Why it matters: The people who flee tend to be the ultra-wealthy, seeking to reduce their taxes. New tax and estate measures proposed by President Biden could, if implemented, accelerate this trend. Context: Only
the U.S. and Eritrea tax people based on citizenship rather than
residency. For most countries, if you are a citizen but don’t reside
there, you aren’t taxed in that country. What's happening: The IRS publishes a quarterly list
of the names of people who have renounced their citizenship or given up
their green cards, but it only includes people with global assets over
$2 million. - The numbers started swelling in
2010, when Congress passed the Foreign Account Tax Compliance Act, or
FATCA, which increased reporting requirements and penalties for expats.

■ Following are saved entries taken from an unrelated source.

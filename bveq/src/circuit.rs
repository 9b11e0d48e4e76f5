// bveq - static and dynamic Bernstein-Vazirani circuits and their
//        equivalence, checked with the ZX-calculus and decision diagrams
// Copyright (C) 2021 - Aleks Kissinger
//
// Licensed under the Apache License, Version 2.0 (the "License");
// you may not use this file except in compliance with the License.
// You may obtain a copy of the License at
//
//    http://www.apache.org/licenses/LICENSE-2.0
//
// Unless required by applicable law or agreed to in writing, software
// distributed under the License is distributed on an "AS IS" BASIS,
// WITHOUT WARRANTIES OR CONDITIONS OF ANY KIND, either express or implied.
// See the License for the specific language governing permissions and
// limitations under the License.

use crate::error::Error;
use crate::gate::*;
use crate::graph::*;
use crate::phase::Phase;
use num::{Rational64, Zero};
use openqasm::{ast::Symbol, translate::Value, GenericError, ProgramVisitor};
use std::collections::VecDeque;
use std::fmt;
use std::path::Path;

/// A type for quantum circuits
///
/// Besides unitary gates, a circuit may contain barriers, mid-circuit
/// measurements into classical bits, and resets.
#[derive(PartialEq, Eq, Clone, Debug)]
pub struct Circuit {
    nqubits: usize,
    nclbits: usize,
    pub gates: VecDeque<Gate>,
}

#[derive(PartialEq, Eq, Clone, Copy, Debug)]
pub struct CircuitStats {
    pub qubits: usize,
    pub total: usize,
    pub oneq: usize,
    pub twoq: usize,
    pub moreq: usize,
    pub cliff: usize,
    pub non_cliff: usize,
    pub measurements: usize,
    pub resets: usize,
    pub barriers: usize,
}

impl CircuitStats {
    pub fn make(c: &Circuit) -> Self {
        let mut s = CircuitStats {
            qubits: c.num_qubits(),
            total: c.num_gates(),
            oneq: 0,
            twoq: 0,
            moreq: 0,
            cliff: 0,
            non_cliff: 0,
            measurements: 0,
            resets: 0,
            barriers: 0,
        };
        for g in &c.gates {
            match g.t {
                Measure => {
                    s.measurements += 1;
                    continue;
                }
                Reset => {
                    s.resets += 1;
                    continue;
                }
                Barrier => {
                    s.barriers += 1;
                    continue;
                }
                _ => {}
            }

            match g.qs.len() {
                1 => s.oneq += 1,
                2 => s.twoq += 1,
                _ => s.moreq += 1,
            }

            let cliff = match g.t {
                ZPhase | XPhase => g.phase.is_clifford(),
                t => t.is_clifford(),
            };
            if cliff {
                s.cliff += 1;
            } else {
                s.non_cliff += 1;
            }
        }
        s
    }
}

impl fmt::Display for CircuitStats {
    fn fmt(&self, f: &mut fmt::Formatter<'_>) -> fmt::Result {
        write!(
            f,
            "Circuit with {} qubits, {} gates\n  1-qubit: {}\n  2-qubit: {}\n  n-qubit: {}\n  clifford: {}\n  non-clifford: {}\n  measurements: {}\n  resets: {}\n  barriers: {}",
            self.qubits,
            self.total,
            self.oneq,
            self.twoq,
            self.moreq,
            self.cliff,
            self.non_cliff,
            self.measurements,
            self.resets,
            self.barriers
        )
    }
}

- The Wall Street Journal discovered
that the lists aren't up to date: A lot of people who were reported to
have renounced citizenship in 2020 actually did so years earlier.
David Lesperance,
an international tax lawyer based in Poland who specializes in helping
people renounce U.S. citizenship, says: "There are probably 20,000 or
30,000 people who want to do this, but they can’t get the appointment." - "It's a year and a half to get an appointment at a Canadian embassy ... Bern [Switzerland] alone has a backlog of over 300 cases."
What we're watching: Biden's proposal
to raise the top capital gains rate to 43.4% prompted a lot of calls to
Lesperance from people wanting to find out which foreign countries
might grant them citizenship.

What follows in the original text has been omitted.